Functional activation of heterotrimeric guanine nucleotide-binding proteins (G-proteins) via G-protein-coupled receptors (GPCRs) has been extensively explored using guanosine-5′-O-(3-[³⁵S]thio)triphosphate ([³⁵S]GTPγS) binding assay. However, the conventional method is primarily applicable to G_i/o family without discrimination among G-protein subtypes. Therefore, this study aims to reestablish a novel method termed “[³⁵S]GTPγS binding/immunoprecipitation assay” by identifying a most suitable anti-Gα_i-3 antibody instead of the previously utilized, now withdrawn antibody. In the initial screening of commercially available anti-Gα_i-3 antibodies, two were identified and one was selected for further investigations based on efficacy with adenosine—the most potent agonist in our previous research. After optimizing experimental conditions with rat and postmortem human brain membranes, the stimulatory effects of various agonists were evaluated. Some agonists, including nociceptin, exhibited sufficient stimulatory effects for further pharmacological characterization.
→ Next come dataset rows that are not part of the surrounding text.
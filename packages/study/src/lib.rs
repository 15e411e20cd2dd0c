//! # hsk-study - HSK 闪卡复习工具
//!
//! 把 `hsk-algo` 的抽取算法接到真实的学习内容和持久化上:
//!
//! - [`catalog`] - 词汇、课文、问答三种内容的只读目录
//! - [`storage`] - 键值存储后端 (JSON 文件 / SQLite / 内存)
//! - [`weight_store`] - 分区权重的加载、合并与保存
//! - [`session`] - 一次学习会话的抽取与复习流程
//! - [`presenter`] - 终端交互循环

pub mod catalog;
pub mod config;
pub mod logging;
pub mod presenter;
pub mod session;
pub mod storage;
pub mod weight_store;

pub use catalog::{split_pinyin, Catalog, CatalogError, CatalogProvider, PartitionKey, StudyItem, StudyMode};
pub use config::Config;
pub use presenter::{Presenter, PresenterError, RunStats};
pub use session::{ActivationSummary, DraftedItem, SessionError, StudySession};
pub use storage::{open_store, KeyValueStore, MemoryStore, StorageError, StoreBackend};
pub use weight_store::WeightStore;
Nociceptin increased [³⁵S]GTPγS binding to Gα_i-3 in a concentration-dependent manner, response that was insensitive to naloxone but potently inhibited using (±)-J-113397. The method described in this study provides a valuable strategy for determining the intrinsic efficacy of ligands at various GPCRs. This includes nociceptin/orphanin FQ opioid peptide (NOP) receptor selectively coupled to Gα_i-3, providing insights into the pharmacological concept of “functional selectivity.”